From the records below, transcribe only the lines running from the one with "use tagprune_core::ImageRecord;" through the one with "with their details.". Keep both of those end lines.

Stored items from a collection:
- - -
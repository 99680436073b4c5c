//! ECR JSON API wire types.
//!
//! Request and response bodies for the `DescribeImages` and
//! `BatchDeleteImage` operations, as sent over `application/x-amz-json-1.1`.

use chrono::DateTime;
use serde::{Deserialize, Serialize};

use tagprune_core::ImageRecord;

/// Content type for ECR JSON requests.
pub const CONTENT_TYPE: &str = "application/x-amz-json-1.1";

/// Service name used in request signing.
pub const SIGNING_SERVICE: &str = "ecr";

/// Prefix of the `X-Amz-Target` header.
pub const TARGET_PREFIX: &str = "AmazonEC2ContainerRegistry_V20150921";

/// ECR operations used by tagprune.
#[derive(Debug, Clone, Copy, PartialEq, Eq)]
pub enum Operation {
    /// List images with their details.
    DescribeImages,
    /// Delete a batch of images.
    BatchDeleteImage,
}

impl Operation {
    /// Returns the operation name.
    #[must_use]
    pub const fn name(self) -> &'static str {
        match self {
            Self::DescribeImages => "DescribeImages",
            Self::BatchDeleteImage => "BatchDeleteImage",
        }
    }

    /// Returns the `X-Amz-Target` header value.
    ///
    /// # Examples
    ///
    /// ```
    /// use tagprune_registry::ecr::Operation;
    ///
    /// assert_eq!(
    ///     Operation::DescribeImages.target(),
    ///     "AmazonEC2ContainerRegistry_V20150921.DescribeImages"
    /// );
    /// ```
    #[must_use]
    pub fn target(self) -> String {
        format!("{TARGET_PREFIX}.{}", self.name())
    }

    /// Parses an `X-Amz-Target` header value.
    #[must_use]
    pub fn from_target(target: &str) -> Option<Self> {
        match target.strip_prefix(TARGET_PREFIX)?.strip_prefix('.')? {
            "DescribeImages" => Some(Self::DescribeImages),
            "BatchDeleteImage" => Some(Self::BatchDeleteImage),
            _ => None,
        }
    }
}

/// `DescribeImages` request body.
#[derive(Debug, Clone, PartialEq, Eq, Serialize, Deserialize)]
#[serde(rename_all = "camelCase")]
pub struct DescribeImagesRequest {
    /// Repository to list.
    pub repository_name: String,

    /// Registry (account) id.
    #[serde(default, skip_serializing_if = "Option::is_none")]
    pub registry_id: Option<String>,

    /// Continuation token from the previous page.
    #[serde(default, skip_serializing_if = "Option::is_none")]
    pub next_token: Option<String>,

    /// Page size.
    #[serde(default, skip_serializing_if = "Option::is_none")]
    pub max_results: Option<u32>,
}

/// `DescribeImages` response body.
#[derive(Debug, Clone, Default, PartialEq, Serialize, Deserialize)]
#[serde(rename_all = "camelCase")]
pub struct DescribeImagesResponse {
    /// Images on this page.
    #[serde(default)]
    pub image_details: Vec<ImageDetail>,

    /// Token for the next page, absent on the last page.
    #[serde(default, skip_serializing_if = "Option::is_none")]
    pub next_token: Option<String>,
}

/// One image as described by ECR.
#[derive(Debug, Clone, Default, PartialEq, Serialize, Deserialize)]
#[serde(rename_all = "camelCase")]
pub struct ImageDetail {
    /// Content digest.
    #[serde(default, skip_serializing_if = "Option::is_none")]
    pub image_digest: Option<String>,

    /// Tags; ECR omits the field for untagged images.
    #[serde(default, skip_serializing_if = "Option::is_none")]
    pub image_tags: Option<Vec<String>>,

    /// Push time in fractional epoch seconds.
    #[serde(default, skip_serializing_if = "Option::is_none")]
    pub image_pushed_at: Option<f64>,

    /// Compressed image size.
    #[serde(default, skip_serializing_if = "Option::is_none")]
    pub image_size_in_bytes: Option<u64>,

    /// Repository name.
    #[serde(default, skip_serializing_if = "Option::is_none")]
    pub repository_name: Option<String>,
}

impl ImageDetail {
    /// Treats an absent tag list as an empty one.
    ///
    /// ECR omits `imageTags` for untagged images; callers that want those
    /// images classified (rather than rejected) apply this before
    /// [`into_record`](Self::into_record).
    #[must_use]
    pub fn untagged_as_empty(mut self) -> Self {
        self.image_tags.get_or_insert_with(Vec::new);
        self
    }

    /// Converts the wire record into an [`ImageRecord`].
    ///
    /// An empty tag list yields an image with no tags.
    ///
    /// # Errors
    ///
    /// Returns an error if the digest, tag list or push time is missing, or
    /// the push time is not representable.
    pub fn into_record(self) -> tagprune_core::Result<ImageRecord> {
        let digest = self
            .image_digest
            .filter(|digest| !digest.is_empty())
            .ok_or_else(|| tagprune_core::Error::InvalidRecord {
                reason: "missing imageDigest".to_string(),
            })?;

        let tags = self
            .image_tags
            .ok_or_else(|| tagprune_core::Error::InvalidRecord {
                reason: format!("missing imageTags for {digest}"),
            })?;

        let pushed_at = self
            .image_pushed_at
            .ok_or_else(|| tagprune_core::Error::InvalidRecord {
                reason: format!("missing imagePushedAt for {digest}"),
            })?;

        let pushed_at = epoch_to_datetime(pushed_at).ok_or_else(|| {
            tagprune_core::Error::InvalidRecord {
                reason: format!("imagePushedAt {pushed_at} out of range for {digest}"),
            }
        })?;

        Ok(ImageRecord::new(digest, tags, pushed_at))
    }
}

#[allow(clippy::cast_possible_truncation, clippy::cast_sign_loss)]
fn epoch_to_datetime(seconds: f64) -> Option<DateTime<chrono::Utc>> {
    if !seconds.is_finite() || seconds.abs() > 1e15 {
        return None;
    }
    let whole = seconds.floor();
    let nanos = (((seconds - whole) * 1e9).round() as u32).min(999_999_999);
    DateTime::from_timestamp(whole as i64, nanos)
}

/// Identifies an image by digest and/or tag.
#[derive(Debug, Clone, Default, PartialEq, Eq, Serialize, Deserialize)]
#[serde(rename_all = "camelCase")]
pub struct ImageIdentifier {
    /// Content digest.
    #[serde(default, skip_serializing_if = "Option::is_none")]
    pub image_digest: Option<String>,

    /// Tag.
    #[serde(default, skip_serializing_if = "Option::is_none")]
    pub image_tag: Option<String>,
}

impl ImageIdentifier {
    /// Identifies an image by digest.
    #[must_use]
    pub fn digest(digest: impl Into<String>) -> Self {
        Self {
            image_digest: Some(digest.into()),
            image_tag: None,
        }
    }
}

/// `BatchDeleteImage` request body.
#[derive(Debug, Clone, PartialEq, Eq, Serialize, Deserialize)]
#[serde(rename_all = "camelCase")]
pub struct BatchDeleteImageRequest {
    /// Repository to delete from.
    pub repository_name: String,

    /// Registry (account) id.
    #[serde(default, skip_serializing_if = "Option::is_none")]
    pub registry_id: Option<String>,

    /// Images to delete.
    pub image_ids: Vec<ImageIdentifier>,
}

/// `BatchDeleteImage` response body.
#[derive(Debug, Clone, Default, PartialEq, Eq, Serialize, Deserialize)]
#[serde(rename_all = "camelCase")]
pub struct BatchDeleteImageResponse {
    /// Images that were deleted. ECR may list a digest once per removed tag.
    #[serde(default)]
    pub image_ids: Vec<ImageIdentifier>,

    /// Images that could not be deleted.
    #[serde(default)]
    pub failures: Vec<ImageFailure>,
}

/// A rejected image in a `BatchDeleteImage` response.
#[derive(Debug, Clone, Default, PartialEq, Eq, Serialize, Deserialize)]
#[serde(rename_all = "camelCase")]
pub struct ImageFailure {
    /// The image that failed.
    #[serde(default, skip_serializing_if = "Option::is_none")]
    pub image_id: Option<ImageIdentifier>,

    /// Failure code (e.g. `ImageNotFound`).
    #[serde(default, skip_serializing_if = "Option::is_none")]
    pub failure_code: Option<String>,

    /// Human-readable reason.
    #[serde(default, skip_serializing_if = "Option::is_none")]
    pub failure_reason: Option<String>,
}

/// Error body returned with non-2xx responses.
#[derive(Debug, Clone, Default, PartialEq, Eq, Serialize, Deserialize)]
pub struct ErrorBody {
    /// Error type, optionally prefixed with a namespace and `#`.
    #[serde(rename = "__type", default, skip_serializing_if = "Option::is_none")]
    pub kind: Option<String>,

    /// Error message.
    #[serde(alias = "Message", default, skip_serializing_if = "Option::is_none")]
    pub message: Option<String>,
}

impl ErrorBody {
    /// Returns the error code without any namespace prefix.
    #[must_use]
    pub fn code(&self) -> Option<&str> {
        self.kind
            .as_deref()
            .map(|kind| kind.rsplit('#').next().unwrap_or(kind))
    }
}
- - -
WRITTEN ANSWER –
use tagprune_core::ImageRecord;

/// Content type for ECR JSON requests.
pub const CONTENT_TYPE: &str = "application/x-amz-json-1.1";

/// Service name used in request signing.
pub const SIGNING_SERVICE: &str = "ecr";

/// Prefix of the `X-Amz-Target` header.
pub const TARGET_PREFIX: &str = "AmazonEC2ContainerRegistry_V20150921";

/// ECR operations used by tagprune.
#[derive(Debug, Clone, Copy, PartialEq, Eq)]
pub enum Operation {
    /// List images with their details.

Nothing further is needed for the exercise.